ACTIVITY: All lines in the records below with the word "HolidayFile" must be returned.

[[ RECORDS SUPPLIED open ]]

//! Configuration types for the payroll engine.
//!
//! This module contains the strongly-typed configuration structures that
//! are deserialized from YAML configuration files.

use std::sync::Arc;

use chrono::NaiveDate;
use serde::{Deserialize, Serialize};

use crate::models::{AdjustmentRule, Holiday};
use crate::scheduling::HolidayTable;

/// Defaults applied to new payrolls that do not specify a value.
#[derive(Debug, Clone, PartialEq, Eq, Serialize, Deserialize)]
pub struct PayrollDefaults {
    /// Country whose holidays govern adjustment.
    pub holiday_country: String,
    /// Optional region within the country.
    #[serde(default)]
    pub holiday_region: Option<String>,
    /// Business days between processing and the EFT date.
    pub processing_days_before_eft: u32,
}

impl Default for PayrollDefaults {
    fn default() -> Self {
        Self {
            holiday_country: "AU".to_string(),
            holiday_region: None,
            processing_days_before_eft: 2,
        }
    }
}

/// Bounds on date generation.
#[derive(Debug, Clone, PartialEq, Eq, Serialize, Deserialize)]
pub struct GenerationSettings {
    /// How far past today (or go-live, if later) activation generates dates.
    pub horizon_days: u32,
    /// Upper bound on dates produced by one generation call.
    pub max_dates_per_request: usize,
}

impl Default for GenerationSettings {
    fn default() -> Self {
        Self {
            horizon_days: 365,
            max_dates_per_request: 500,
        }
    }
}

/// HTTP adapter settings.
#[derive(Debug, Clone, PartialEq, Eq, Serialize, Deserialize)]
pub struct ServerSettings {
    /// Address to bind, e.g. "127.0.0.1:3000".
    pub bind_addr: String,
    /// Wall-clock budget for one request's planning work.
    pub request_timeout_ms: u64,
}

impl Default for ServerSettings {
    fn default() -> Self {
        Self {
            bind_addr: "127.0.0.1:3000".to_string(),
            request_timeout_ms: 5_000,
        }
    }
}

/// Contents of `engine.yaml`.
#[derive(Debug, Clone, PartialEq, Eq, Default, Serialize, Deserialize)]
pub struct EngineSettings {
    /// Payroll defaults.
    #[serde(default)]
    pub defaults: PayrollDefaults,
    /// Generation bounds.
    #[serde(default)]
    pub generation: GenerationSettings,
    /// HTTP adapter settings.
    #[serde(default)]
    pub server: ServerSettings,
}

/// Contents of `adjustment_rules.yaml`.
#[derive(Debug, Clone, Deserialize)]
pub struct AdjustmentRulesConfig {
    /// The stored rules.
    #[serde(default)]
    pub rules: Vec<AdjustmentRule>,
}

/// One holiday entry in a holiday file.
#[derive(Debug, Clone, Deserialize)]
pub struct HolidayEntry {
    /// The date of the holiday.
    pub date: NaiveDate,
    /// The holiday's name.
    pub name: String,
    /// Regions observing the holiday; empty means country-wide.
    #[serde(default)]
    pub regions: Vec<String>,
}

/// Contents of one `holidays/*.yaml` file.
#[derive(Debug, Clone, Deserialize)]
pub struct HolidayFile {
    /// ISO country code every entry belongs to.
    pub country_code: String,
    /// Years the file covers even if they list no holidays. Years of the
    /// listed holidays are always covered.
    #[serde(default)]
    pub years: Vec<i32>,
    /// The country's holidays.
    #[serde(default)]
    pub holidays: Vec<HolidayEntry>,
}

impl HolidayFile {
    /// Converts the file's entries into holidays.
    pub fn into_holidays(self) -> Vec<Holiday> {
        let country_code = self.country_code;
        self.holidays
            .into_iter()
            .map(|entry| Holiday {
                date: entry.date,
                name: entry.name,
                country_code: country_code.clone(),
                is_global: entry.regions.is_empty(),
                regions: entry.regions,
            })
            .collect()
    }
}

/// The complete engine configuration loaded from a directory.
#[derive(Debug, Clone)]
pub struct EngineConfig {
    settings: EngineSettings,
    adjustment_rules: Vec<AdjustmentRule>,
    holidays: Arc<HolidayTable>,
}

impl EngineConfig {
    /// Creates a configuration from its component parts.
    pub fn new(
        settings: EngineSettings,
        adjustment_rules: Vec<AdjustmentRule>,
        holidays: HolidayTable,
    ) -> Self {
        Self {
            settings,
            adjustment_rules,
            holidays: Arc::new(holidays),
        }
    }

    /// Returns the engine settings.
    pub fn settings(&self) -> &EngineSettings {
        &self.settings
    }

    /// Returns the stored adjustment rules.
    pub fn adjustment_rules(&self) -> &[AdjustmentRule] {
        &self.adjustment_rules
    }

    /// Returns the holiday reference set.
    pub fn holidays(&self) -> Arc<HolidayTable> {
        Arc::clone(&self.holidays)
    }
}

impl Default for EngineConfig {
    fn default() -> Self {
        Self::new(EngineSettings::default(), Vec::new(), HolidayTable::default())
    }
}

[[ RECORDS SUPPLIED closed ]]

ANSWER SECTION:
pub struct HolidayFile {
impl HolidayFile {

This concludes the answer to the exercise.